Snowflake’s customer-focused approach was also reiterated by Christian Kleinerman, the company’s SVP of Product. According to him, it began from the early days of the company under Muglia who shaped the culture of the company.

“His fingerprints are in many areas of what we do. We’ve been public in aspects like our business model, how we think about customers, the obsession with customers, which to this day is a key value. We’re honest about it, spend all of our time on the needs of our customers, not anything else, not intellectual stimulation of interesting problems or competitors. Now it’s all customers. Of course, our founders play a big role in that as well. But, Bob was a big part of that,” Kleinerman said.

Converging from different directions

Now, after building successful businesses in different corners of the data space and on the back of these very different cultures, Snowflake and Databricks are on a collision course. Databricks has been moving towards offering the capabilities and performance of a data warehouse with its core artificial intelligence (AI) offering, while Snowflake has been inching towards adding data science workloads (among other things).

Databricks is marketing its SQL analytics and business intelligence (BI) tool integrations (like Tableau or Microsoft Power BI) for structured data by using the term lakehouse more widely. Meanwhile, Snowflake has launched new data lake-like features, including support for unstructured data and the ability to build AI/ML projects. Although, instead of lakehouse, it is using the term “Data Cloud” to define its broader, more comprehensive offering.

“We think first about data structure and data governance… that’s where we start. And now, our vectors of expansion are how do you bring more capability into our platform without compromising the promise that we have for customers? For us, AI and [machine learning] ML is one such expansion,” Kleinerman told VentureBeat.

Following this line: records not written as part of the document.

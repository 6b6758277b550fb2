//! A single mapping layer: key→entry bindings plus reverse lookup indices.

use serde::{Deserialize, Serialize};
use std::collections::HashMap;
use std::str::FromStr;

use super::{ordered_map, ControlKey, MappingEntry, MappingError, MidiKind};

/// One named mapping table.
///
/// Entries keep insertion order so the UI renders deterministically. Reverse
/// indices (OSC address, CC number, note number) are derived and rebuilt in
/// full on every edit; with duplicate targets the last-registered entry wins.
/// A layer is never edited while shared: the session clones, edits, and then
/// publishes the new version (see [`super::ActiveLayerHandle`]).
#[derive(Debug, Clone, Default)]
pub struct Layer {
    name: String,
    entries: Vec<(ControlKey, MappingEntry)>,
    by_osc: HashMap<String, usize>,
    by_cc: HashMap<u8, usize>,
    by_note: HashMap<u8, usize>,
}

impl Layer {
    pub fn new(name: impl Into<String>) -> Self {
        Self {
            name: name.into(),
            ..Self::default()
        }
    }

    pub fn name(&self) -> &str {
        &self.name
    }

    pub fn set_name(&mut self, name: impl Into<String>) {
        self.name = name.into();
    }

    pub fn len(&self) -> usize {
        self.entries.len()
    }

    pub fn is_empty(&self) -> bool {
        self.entries.is_empty()
    }

    /// Insert or replace the entry for `key`. A replaced entry keeps its
    /// position in the listing order; a new entry appends.
    pub fn upsert(&mut self, key: ControlKey, entry: MappingEntry) -> Result<(), MappingError> {
        entry.validate(&key)?;
        match self.entries.iter_mut().find(|(k, _)| *k == key) {
            Some((_, existing)) => *existing = entry,
            None => self.entries.push((key, entry)),
        }
        self.rebuild_indices();
        Ok(())
    }

    /// Remove the entry for `key`, returning it if present.
    pub fn remove(&mut self, key: &ControlKey) -> Option<MappingEntry> {
        let idx = self.entries.iter().position(|(k, _)| k == key)?;
        let (_, entry) = self.entries.remove(idx);
        self.rebuild_indices();
        Some(entry)
    }

    pub fn get(&self, key: &ControlKey) -> Option<&MappingEntry> {
        self.entries.iter().find(|(k, _)| k == key).map(|(_, e)| e)
    }

    /// Entries in insertion order.
    pub fn list(&self) -> impl Iterator<Item = (&ControlKey, &MappingEntry)> {
        self.entries.iter().map(|(k, e)| (k, e))
    }

    /// Mapping keys in insertion order, as strings.
    pub fn keys(&self) -> Vec<String> {
        self.entries.iter().map(|(k, _)| k.to_string()).collect()
    }

    /// Resolve an inbound OSC address. The empty address never matches.
    pub fn resolve_by_osc(&self, address: &str) -> Option<(ControlKey, &MappingEntry)> {
        if address.is_empty() {
            return None;
        }
        let idx = *self.by_osc.get(address)?;
        let (key, entry) = &self.entries[idx];
        Some((*key, entry))
    }

    /// Resolve an inbound MIDI control change or note number.
    pub fn resolve_by_midi(&self, kind: MidiKind, number: u8) -> Option<(ControlKey, &MappingEntry)> {
        let idx = match kind {
            MidiKind::ControlChange => *self.by_cc.get(&number)?,
            MidiKind::Note => *self.by_note.get(&number)?,
        };
        let (key, entry) = &self.entries[idx];
        Some((*key, entry))
    }

    /// Rebuild all reverse indices from scratch.
    ///
    /// Insertion order makes "last registered wins" fall out of plain map
    /// inserts. Entries without an address or MIDI binding are skipped.
    fn rebuild_indices(&mut self) {
        let mut by_osc = HashMap::new();
        let mut by_cc = HashMap::new();
        let mut by_note = HashMap::new();

        for (idx, (_, entry)) in self.entries.iter().enumerate() {
            if let Some(address) = entry.osc_address() {
                by_osc.insert(address.to_string(), idx);
            }
            if let Some(cc) = entry.midi_cc {
                by_cc.insert(cc, idx);
            } else if let Some(note) = entry.midi_note {
                by_note.insert(note, idx);
            }
        }

        self.by_osc = by_osc;
        self.by_cc = by_cc;
        self.by_note = by_note;
    }

    /// Build a layer from its JSON document form.
    pub fn from_doc(doc: LayerDoc) -> Result<Self, MappingError> {
        let mut layer = Layer::new(doc.name);
        for (key, entry) in doc.mappings {
            let key = ControlKey::from_str(&key)?;
            layer.upsert(key, entry)?;
        }
        Ok(layer)
    }

    /// The JSON document form of this layer.
    pub fn to_doc(&self) -> LayerDoc {
        LayerDoc {
            name: self.name.clone(),
            mappings: self
                .entries
                .iter()
                .map(|(k, e)| (k.to_string(), e.clone()))
                .collect(),
        }
    }
}

/// On-disk / over-the-wire form of a layer:
/// `{ "name": ..., "mappings": { "fader_1": {...}, ... } }`.
#[derive(Debug, Clone, Default, Serialize, Deserialize)]
pub struct LayerDoc {
    #[serde(default)]
    pub name: String,
    #[serde(default, with = "ordered_map")]
    pub mappings: Vec<(String, MappingEntry)>,
}

#[cfg(test)]
mod tests {
    use super::*;

    fn fader_entry(cc: u8) -> MappingEntry {
        MappingEntry {
            osc: Some("/channel/1/fader".to_string()),
            midi_cc: Some(cc),
            ..MappingEntry::default()
        }
    }

    fn key(s: &str) -> ControlKey {
        s.parse().unwrap()
    }

    #[test]
    fn test_upsert_and_resolve_by_midi() {
        let mut layer = Layer::new("Layer 1");
        layer.upsert(key("fader_1"), fader_entry(7)).unwrap();

        let (resolved, entry) = layer.resolve_by_midi(MidiKind::ControlChange, 7).unwrap();
        assert_eq!(resolved, key("fader_1"));
        assert_eq!(entry.midi_cc, Some(7));

        layer.remove(&key("fader_1")).unwrap();
        assert!(layer.resolve_by_midi(MidiKind::ControlChange, 7).is_none());
    }

    #[test]
    fn test_resolve_by_osc() {
        let mut layer = Layer::new("Layer 1");
        layer.upsert(key("fader_1"), fader_entry(7)).unwrap();

        let (resolved, _) = layer.resolve_by_osc("/channel/1/fader").unwrap();
        assert_eq!(resolved, key("fader_1"));
        assert!(layer.resolve_by_osc("/channel/2/fader").is_none());
    }

    #[test]
    fn test_empty_address_never_matches() {
        let mut layer = Layer::new("Layer 1");
        layer
            .upsert(
                key("mute_1"),
                MappingEntry {
                    osc: Some(String::new()),
                    midi_note: Some(16),
                    ..MappingEntry::default()
                },
            )
            .unwrap();

        assert!(layer.resolve_by_osc("").is_none());
        // Still resolvable through its MIDI binding
        assert!(layer.resolve_by_midi(MidiKind::Note, 16).is_some());
    }

    #[test]
    fn test_unbound_entry_absent_from_midi_index() {
        let mut layer = Layer::new("Layer 1");
        layer
            .upsert(
                key("knob_1"),
                MappingEntry {
                    osc: Some("/channel/1/knob".to_string()),
                    ..MappingEntry::default()
                },
            )
            .unwrap();

        assert!(layer.resolve_by_midi(MidiKind::ControlChange, 0).is_none());
        assert!(layer.resolve_by_midi(MidiKind::Note, 0).is_none());
        assert!(layer.resolve_by_osc("/channel/1/knob").is_some());
    }

    #[test]
    fn test_duplicate_target_last_registered_wins() {
        let mut layer = Layer::new("Layer 1");
        layer.upsert(key("fader_1"), fader_entry(7)).unwrap();
        layer
            .upsert(
                key("knob_1"),
                MappingEntry {
                    midi_cc: Some(7),
                    ..MappingEntry::default()
                },
            )
            .unwrap();

        let (resolved, _) = layer.resolve_by_midi(MidiKind::ControlChange, 7).unwrap();
        assert_eq!(resolved, key("knob_1"));
    }

    #[test]
    fn test_upsert_keeps_listing_position() {
        let mut layer = Layer::new("Layer 1");
        layer.upsert(key("fader_1"), fader_entry(7)).unwrap();
        layer.upsert(key("fader_2"), fader_entry(8)).unwrap();
        layer.upsert(key("fader_1"), fader_entry(9)).unwrap();

        assert_eq!(layer.keys(), vec!["fader_1", "fader_2"]);
        let (resolved, _) = layer.resolve_by_midi(MidiKind::ControlChange, 9).unwrap();
        assert_eq!(resolved, key("fader_1"));
    }

    #[test]
    fn test_doc_round_trip_preserves_order() {
        let mut layer = Layer::new("Main");
        layer.upsert(key("fader_2"), fader_entry(8)).unwrap();
        layer.upsert(key("fader_1"), fader_entry(7)).unwrap();
        layer.upsert(key("mute_1"), MappingEntry::default()).unwrap();

        let json = serde_json::to_string(&layer.to_doc()).unwrap();
        let doc: LayerDoc = serde_json::from_str(&json).unwrap();
        let restored = Layer::from_doc(doc).unwrap();

        assert_eq!(restored.name(), "Main");
        assert_eq!(restored.keys(), vec!["fader_2", "fader_1", "mute_1"]);
        assert_eq!(
            restored.get(&key("fader_1")),
            layer.get(&key("fader_1"))
        );
    }

    #[test]
    fn test_doc_with_invalid_key_is_rejected() {
        let doc: LayerDoc =
            serde_json::from_str(r#"{"name": "L", "mappings": {"pan_1": {}}}"#).unwrap();
        assert!(matches!(
            Layer::from_doc(doc),
            Err(MappingError::InvalidKey(_))
        ));
    }
}
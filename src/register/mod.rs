//! Copy Engine register definitions.
//!
//! Register layout for the CE block:
//!
//! - [`ce`]: per-engine ring/control/interrupt registers, addressed relative
//!   to the engine's control base, plus the [`ce::CeRegs`] accessor block.
//! - [`wrapper`]: the device-level CE wrapper block with the interrupt
//!   summary register shared by all engines.
//! - [`regtable`]: per-silicon register tables (base addresses, engine
//!   count).

pub mod ce;
pub mod regtable;
pub mod wrapper;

“We have plenty of customers leveraging us for data transformation and what you would hear is, I don’t want to have to copy my data out to another system and compromise my governance just to do machine learning training. So that’s what we’re bringing in,” he said.

In addition to this, both companies have also debuted dedicated vertical-specific offerings to cater to retailhealthcare and other growing sectors.

Billion-dollar question: Who will win?

While Ghodsi cited a UC Berkeley study to note that adding machine learning algorithms on top of a data warehouse is basically a ‘large hack’ and not very feasible due to performance and support issues, Snowflake claims otherwise.

“Data is the most important part of any ML system, and Snowflake is continually innovating in how to mobilize the world’s data to best enable ML. Snowflake was designed from the ground up to be a single source of data truth, and to deliver the performance, speed, and elasticity needed to process the growing volume of data that powers ML workflows,” Tal Shaked, ML Architect at Snowflake, told VentureBeat.

The two companies have also been engaged in a PR battle, with Databricks claiming that its SQL lakehouse platform provides superior performance and price-performance over Snowflake, even on data warehousing workloads (TPC-DS), while the latter disputing it blatantly.

On November 2, Databricks shared a third-party benchmark by the Barcelona Supercomputing Center to note that its SQL lakehouse performs 2.7 times faster than a similarly sized Snowflake setup (which took 8397 seconds). However, about ten days later, Snowflake published a blog saying that the claim lacks integrity and is wildly incongruent with its internal benchmarks and customer experiences. Instead, it claimed to have run the same benchmark in 3,760 seconds. The company even asked users to test for themselves.

In response, Databricks suggested that the improved performance was the result of Snowflake’s pre-baked TPC-DS dataset, which had been created two days after the announcement of the results. With the official TPC-DS dataset, the performance was nowhere near what Snowflake claimed.